The choice is socialism or barbarism
Our planet is heating up at a rapid rate towards a total environmental apocalypse, and we sit on our hands and allow capital to enforce its brutal agenda on us all. There are puff-pieces on every capitalist media network about how if we all cut meat consumption by 30%, turn off more lights, get LED everything, and take a bike to work once or twice a week, it’ll get better. Lost in this noise is that 71% of the emissions on the planet are due to 100 companies doing this for their own economic betterment. You won’t often hear that on the news, and that is purposeful. The choice of the world is to continue on a capitalist path, allowing those 100 companies to degrade our air quality and erode the barrier protecting us from being baked by the sun, or to move to a socialist economy where a lack of profit motive will help facilitate moves to renewable energy sources, as no barriers will exist with lobbyist power and cash to stop it. Think that is an exaggeration? Look at the right’s rhetoric on immigration. Climate change will cause large swaths of the planet to become uninhabitable, creating an immigration crisis the likes of which we have never seen in history. The fascistic tendencies, moving people to learn to accept othering of people that are not from the US, all of that serves to numb people to the solution they have in mind for when such a crisis occurs — mass murders and oppression of displaced people.

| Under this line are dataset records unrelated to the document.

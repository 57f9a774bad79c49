use anyhow::Result;
use clap::{Parser, Subcommand};
use colored::Colorize;
use std::sync::Arc;
use tracing::info;

use textscope::analysis::{TextAnalyzer, BIGRAM_FREQ_FILTER, BIGRAM_TOP_N};
use textscope::config::{Config, Language};

/// Textscope: an authenticated text-analysis dashboard.
///
/// Submit free text and run canned NLP analyses — sentiment polarity,
/// bigram collocations, descriptive statistics, and pairwise similarity —
/// with submissions and interactions persisted to a relational store.
#[derive(Parser)]
#[command(name = "textscope", version, about)]
struct Cli {
    #[command(subcommand)]
    command: Commands,
}

#[derive(Subcommand)]
enum Commands {
    /// Initialize the database
    Init,

    /// Run the web server
    Serve {
        /// Listen port (overrides TEXTSCOPE_PORT)
        #[arg(long)]
        port: Option<u16>,

        /// Bind address (overrides TEXTSCOPE_BIND)
        #[arg(long)]
        bind: Option<String>,
    },

    /// Run the analyses once from the terminal, no server or login
    Analyze {
        /// The text to analyze
        text: String,

        /// Second text for similarity comparison
        #[arg(long)]
        compare: Option<String>,

        /// Stop-word language: english (default) or russian
        #[arg(long)]
        language: Option<String>,
    },

    /// Show database stats (users, texts, per-button clicks)
    Status,
}

#[tokio::main]
async fn main() -> Result<()> {
    // Load .env file if present (silently ignore if missing)
    let _ = dotenvy::dotenv();

    // Set up structured logging
    tracing_subscriber::fmt()
        .with_env_filter(
            tracing_subscriber::EnvFilter::try_from_default_env()
                .unwrap_or_else(|_| tracing_subscriber::EnvFilter::new("textscope=info")),
        )
        .init();

    let cli = Cli::parse();

    match cli.command {
        Commands::Init => {
            info!("Initializing textscope database...");
            let config = Config::load()?;
            let db = init_database(&config).await?;
            let table_count = db.table_count().await?;
            println!("Database initialized at: {}", database_location(&config));
            println!("Tables created: {table_count}");
            println!("\nTextscope is ready. Next step: set TEXTSCOPE_SESSION_SECRET");
            println!("  (see .env.example for the required variables)");
            println!("\nThen run: cargo run -- serve");
        }

        Commands::Serve { port, bind } => {
            let mut config = Config::load()?;
            if let Some(port) = port {
                config.port = port;
            }
            if let Some(bind) = bind {
                config.bind = bind;
            }
            config.require_session_secret()?;

            let db = init_database(&config).await?;
            textscope::web::run_server(config, db).await?;
        }

        Commands::Analyze {
            text,
            compare,
            language,
        } => {
            let config = Config::load()?;
            let language = match language.as_deref() {
                Some("russian") | Some("ru") => Language::Russian,
                Some("english") | Some("en") => Language::English,
                Some(other) => anyhow::bail!("Unknown language: {other}"),
                None => config.language,
            };

            let analyzer = TextAnalyzer::new(&text, language);

            let sentiment = analyzer.sentiment();
            println!("{}", "Sentiment".bold());
            println!(
                "  {} (polarity {:.2}, {} lexicon hits)",
                sentiment.label.to_string().cyan(),
                sentiment.polarity,
                sentiment.hits
            );

            println!("{}", "Top bigrams".bold());
            let bigrams = analyzer.top_bigrams(BIGRAM_FREQ_FILTER, BIGRAM_TOP_N);
            if bigrams.is_empty() {
                println!("  {}", "none above the frequency floor".dimmed());
            } else {
                for bigram in &bigrams {
                    println!("  • {bigram}");
                }
            }

            let stats = analyzer.basic_stats();
            println!("{}", "Basic stats".bold());
            println!("  characters: {}", stats.char_count);
            println!("  words: {}", stats.word_count);
            println!("  sentences: {}", stats.sentence_count);
            println!("  avg word length: {:.2}", stats.avg_word_length);
            if !stats.pos_counts.is_empty() {
                let parts: Vec<String> = stats
                    .pos_counts
                    .iter()
                    .map(|(tag, count)| format!("{tag} {count}"))
                    .collect();
                println!("  parts of speech: {}", parts.join(", "));
            }

            if let Some(other) = compare {
                let similarity = analyzer.similarity(&other);
                println!("{}", "Similarity".bold());
                println!("  {:.2} / 1.00", similarity);
            }
        }

        Commands::Status => {
            let config = Config::load()?;
            let db = open_database(&config).await?;

            println!("Users: {}", db.count_users().await?);
            println!("Texts: {}", db.count_texts().await?);

            let clicks = db.click_counts().await?;
            if clicks.is_empty() {
                println!("Clicks: none recorded");
            } else {
                println!("Clicks:");
                for (button, count) in clicks {
                    println!("  {button}: {count}");
                }
            }
        }
    }

    Ok(())
}

/// Open an existing database, picking the backend from DATABASE_URL.
async fn open_database(config: &Config) -> Result<Arc<dyn textscope::db::Database>> {
    if let Some(ref url) = config.database_url {
        if url.starts_with("postgres://") || url.starts_with("postgresql://") {
            #[cfg(feature = "postgres")]
            {
                info!("Using PostgreSQL backend");
                return textscope::db::connect_postgres(url).await;
            }
            #[cfg(not(feature = "postgres"))]
            anyhow::bail!(
                "DATABASE_URL points to PostgreSQL but the 'postgres' feature is not compiled in.\n\
                 Rebuild with: cargo build --features postgres"
            );
        }
    }
    #[cfg(feature = "sqlite")]
    return textscope::db::open_sqlite(&config.db_path);
    #[cfg(not(feature = "sqlite"))]
    anyhow::bail!("No database backend compiled in. Enable the 'sqlite' or 'postgres' feature.");
}

/// Initialize the database (create if needed).
async fn init_database(config: &Config) -> Result<Arc<dyn textscope::db::Database>> {
    if let Some(ref url) = config.database_url {
        if url.starts_with("postgres://") || url.starts_with("postgresql://") {
            #[cfg(feature = "postgres")]
            {
                info!("Using PostgreSQL backend");
                return textscope::db::connect_postgres(url).await;
            }
            #[cfg(not(feature = "postgres"))]
            anyhow::bail!(
                "DATABASE_URL points to PostgreSQL but the 'postgres' feature is not compiled in.\n\
                 Rebuild with: cargo build --features postgres"
            );
        }
    }
    #[cfg(feature = "sqlite")]
    return textscope::db::initialize_sqlite(&config.db_path);
    #[cfg(not(feature = "sqlite"))]
    anyhow::bail!("No database backend compiled in. Enable the 'sqlite' or 'postgres' feature.");
}

/// Human-readable location of whichever backend is in use.
fn database_location(config: &Config) -> String {
    match config.database_url {
        Some(ref url) if url.starts_with("postgres") => url.clone(),
        _ => config.db_path.clone(),
    }
}
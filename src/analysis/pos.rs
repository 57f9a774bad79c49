// Part-of-speech tagging — closed-class lexicon plus suffix heuristics.
//
// Closed classes (pronouns, prepositions, conjunctions, determiners,
// auxiliaries) are finite and enumerated outright. Open-class words fall
// through to suffix rules, with NOUN as the fallback for anything long
// enough to be a content word. Very short unknown tokens get no tag and
// are excluded from the counts upstream.

use serde::{Deserialize, Serialize};

#[derive(Debug, Clone, Copy, PartialEq, Eq, PartialOrd, Ord, Hash, Serialize, Deserialize)]
pub enum PosTag {
    Noun,
    Verb,
    Adjective,
    Adverb,
    Pronoun,
    Preposition,
    Conjunction,
    Determiner,
    Numeral,
    Interjection,
}

impl PosTag {
    pub fn as_str(&self) -> &'static str {
        match self {
            PosTag::Noun => "NOUN",
            PosTag::Verb => "VERB",
            PosTag::Adjective => "ADJ",
            PosTag::Adverb => "ADV",
            PosTag::Pronoun => "PRON",
            PosTag::Preposition => "PREP",
            PosTag::Conjunction => "CONJ",
            PosTag::Determiner => "DET",
            PosTag::Numeral => "NUM",
            PosTag::Interjection => "INTJ",
        }
    }
}

impl std::fmt::Display for PosTag {
    fn fmt(&self, f: &mut std::fmt::Formatter<'_>) -> std::fmt::Result {
        write!(f, "{}", self.as_str())
    }
}

/// Tag a single lowercased word. None when the word is too short and
/// unknown to commit to any class.
pub fn tag_word(word: &str) -> Option<PosTag> {
    if word.is_empty() {
        return None;
    }

    if let Some(tag) = closed_class(word) {
        return Some(tag);
    }

    if word.chars().all(|c| c.is_numeric()) {
        return Some(PosTag::Numeral);
    }

    if let Some(tag) = by_suffix(word) {
        return Some(tag);
    }

    // Unknown content word — NOUN is the most common open class.
    // Tokens of one or two letters carry too little signal to guess.
    if word.chars().count() >= 3 {
        Some(PosTag::Noun)
    } else {
        None
    }
}

fn closed_class(word: &str) -> Option<PosTag> {
    let tag = match word {
        "i" | "you" | "he" | "she" | "it" | "we" | "they" | "me" | "him" | "her" | "us"
        | "them" | "my" | "your" | "his" | "its" | "our" | "their" | "mine" | "yours"
        | "ours" | "theirs" | "myself" | "yourself" | "himself" | "herself" | "itself"
        | "ourselves" | "themselves" | "who" | "whom" | "whose" | "which" | "what"
        | "someone" | "anyone" | "everyone" | "something" | "anything" | "everything" => {
            PosTag::Pronoun
        }

        "in" | "on" | "at" | "by" | "for" | "with" | "about" | "against" | "between"
        | "into" | "through" | "during" | "before" | "after" | "above" | "below" | "to"
        | "from" | "up" | "down" | "of" | "off" | "over" | "under" | "near" | "since"
        | "until" | "upon" | "within" | "without" | "toward" | "towards" | "among" => {
            PosTag::Preposition
        }

        "and" | "but" | "or" | "nor" | "so" | "yet" | "because" | "although" | "though"
        | "while" | "whereas" | "unless" | "if" | "than" | "whether" => PosTag::Conjunction,

        "the" | "a" | "an" | "this" | "that" | "these" | "those" | "each" | "every"
        | "either" | "neither" | "some" | "any" | "no" | "all" | "both" | "few"
        | "many" | "much" | "several" => PosTag::Determiner,

        "oh" | "ah" | "wow" | "ouch" | "hey" | "alas" | "hmm" | "oops" | "yay" | "ugh" => {
            PosTag::Interjection
        }

        // Auxiliaries and high-frequency irregular verbs have no telling suffix
        "be" | "am" | "is" | "are" | "was" | "were" | "been" | "being" | "have" | "has"
        | "had" | "do" | "does" | "did" | "will" | "would" | "shall" | "should" | "can"
        | "could" | "may" | "might" | "must" | "go" | "goes" | "went" | "gone" | "get"
        | "got" | "make" | "made" | "say" | "says" | "said" | "see" | "saw" | "seen"
        | "know" | "knew" | "known" | "take" | "took" | "taken" | "come" | "came"
        | "give" | "gave" | "given" | "find" | "found" | "think" | "thought" | "tell"
        | "told" | "keep" | "kept" | "let" | "put" | "run" | "ran" => PosTag::Verb,

        "one" | "two" | "three" | "four" | "five" | "six" | "seven" | "eight" | "nine"
        | "ten" | "hundred" | "thousand" | "million" | "billion" | "first" | "second"
        | "third" => PosTag::Numeral,

        _ => return None,
    };
    Some(tag)
}

fn by_suffix(word: &str) -> Option<PosTag> {
    // Order matters: "-ly" before the adjective rules ("friendly" is the
    // exception we accept), noun suffixes before the bare "-er" comparative.
    const ADVERB: &[&str] = &["ly"];
    const NOUN: &[&str] = &[
        "tion", "sion", "ment", "ness", "ity", "ship", "hood", "ism", "ist", "ance", "ence",
        "age", "dom",
    ];
    const ADJECTIVE: &[&str] = &[
        "ous", "ful", "ive", "able", "ible", "less", "ish", "est", "ant", "ent",
    ];
    const VERB: &[&str] = &["ing", "ed", "ize", "ise", "ify"];

    let long_enough = |suffix: &str| word.chars().count() > suffix.len() + 1;

    for &suffix in ADVERB {
        if word.ends_with(suffix) && long_enough(suffix) {
            return Some(PosTag::Adverb);
        }
    }
    for &suffix in NOUN {
        if word.ends_with(suffix) && long_enough(suffix) {
            return Some(PosTag::Noun);
        }
    }
    for &suffix in ADJECTIVE {
        if word.ends_with(suffix) && long_enough(suffix) {
            return Some(PosTag::Adjective);
        }
    }
    for &suffix in VERB {
        if word.ends_with(suffix) && long_enough(suffix) {
            return Some(PosTag::Verb);
        }
    }
    None
}
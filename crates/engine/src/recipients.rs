//! Recipient reference data.
//!
//! The directory is a fixed sample set; the wizard resolves the search box
//! against it but never owns or mutates a profile.

use serde::{Deserialize, Serialize};

#[derive(Clone, Copy, Debug, PartialEq, Eq, Serialize, Deserialize)]
#[serde(rename_all = "snake_case")]
pub enum KycStatus {
    Verified,
    Pending,
    Unverified,
}

impl KycStatus {
    pub fn as_str(self) -> &'static str {
        match self {
            Self::Verified => "verified",
            Self::Pending => "pending",
            Self::Unverified => "unverified",
        }
    }
}

#[derive(Clone, Debug, PartialEq, Serialize, Deserialize)]
pub struct RecipientProfile {
    pub id: String,
    pub name: String,
    pub quantum_tag: Option<String>,
    pub cashtag: Option<String>,
    pub neuro_link_address: Option<String>,
    /// 0-100, higher = more trusted.
    pub trust_score: u8,
    pub kyc_status: KycStatus,
}

/// Read-only lookup over the fixed recipient set.
#[derive(Clone, Debug)]
pub struct RecipientDirectory {
    profiles: Vec<RecipientProfile>,
}

impl Default for RecipientDirectory {
    fn default() -> Self {
        Self::with_profiles(sample_profiles())
    }
}

impl RecipientDirectory {
    #[must_use]
    pub fn with_profiles(profiles: Vec<RecipientProfile>) -> Self {
        Self { profiles }
    }

    #[must_use]
    pub fn profiles(&self) -> &[RecipientProfile] {
        &self.profiles
    }

    /// Resolves a search term to the first matching profile.
    ///
    /// Terms of 2 characters or fewer never resolve. Matching is a
    /// case-insensitive substring test against the display name and the
    /// quantum tag. Pure and synchronous: repeated calls with the same term
    /// yield the same profile.
    #[must_use]
    pub fn resolve(&self, term: &str) -> Option<&RecipientProfile> {
        if term.chars().count() <= 2 {
            return None;
        }
        let needle = term.to_lowercase();
        self.profiles.iter().find(|profile| {
            profile.name.to_lowercase().contains(&needle)
                || profile
                    .quantum_tag
                    .as_ref()
                    .is_some_and(|tag| tag.to_lowercase().contains(&needle))
        })
    }
}

fn sample_profiles() -> Vec<RecipientProfile> {
    vec![
        RecipientProfile {
            id: "r1".to_string(),
            name: "Alice Qubits".to_string(),
            quantum_tag: Some("@alice_q".to_string()),
            cashtag: None,
            neuro_link_address: None,
            trust_score: 98,
            kyc_status: KycStatus::Verified,
        },
        RecipientProfile {
            id: "r2".to_string(),
            name: "Bob Ledger".to_string(),
            quantum_tag: None,
            cashtag: Some("$bob_l".to_string()),
            neuro_link_address: None,
            trust_score: 92,
            kyc_status: KycStatus::Verified,
        },
        RecipientProfile {
            id: "r3".to_string(),
            name: "NeuroCorp Entity".to_string(),
            quantum_tag: None,
            cashtag: None,
            neuro_link_address: Some("NL_CORP_99".to_string()),
            trust_score: 75,
            kyc_status: KycStatus::Pending,
        },
    ]
}

#[cfg(test)]
mod tests {
    use super::*;

    #[test]
    fn short_terms_never_resolve() {
        let directory = RecipientDirectory::default();
        assert!(directory.resolve("").is_none());
        assert!(directory.resolve("al").is_none());
    }

    #[test]
    fn resolves_by_name_case_insensitive() {
        let directory = RecipientDirectory::default();
        let hit = directory.resolve("alice").unwrap();
        assert_eq!(hit.id, "r1");
        let hit = directory.resolve("ALICE").unwrap();
        assert_eq!(hit.id, "r1");
    }

    #[test]
    fn resolves_by_quantum_tag() {
        let directory = RecipientDirectory::default();
        let hit = directory.resolve("@alice_q").unwrap();
        assert_eq!(hit.id, "r1");
        // Cashtags are not part of the match set.
        assert!(directory.resolve("$bob_l").is_none());
    }

    #[test]
    fn resolution_is_idempotent() {
        let directory = RecipientDirectory::default();
        let first = directory.resolve("neuro").map(|p| p.id.clone());
        let second = directory.resolve("neuro").map(|p| p.id.clone());
        assert_eq!(first, second);
        assert_eq!(first.as_deref(), Some("r3"));
    }

    #[test]
    fn unknown_terms_resolve_to_none() {
        let directory = RecipientDirectory::default();
        assert!(directory.resolve("zzz_nobody").is_none());
    }
}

Food rationing will happen, and what are the odds people like you or I will be able to eat? If we do not band together as a society and embrace a strong social construct free of profit motive and the corrupting influence of capital, we will be stuck in a hellscape where right-wing death squads will be murdering masses of immigrants, leftists, and anyone they choose.
None of these realizations came easily, but I hope by imparting them, I can emphasize the importance of mobilizing to more than just mushy, soft liberalism. The world needs better, and it needs it sooner than we want to admit. That fact is saddening, but it is still a path that can be course-corrected.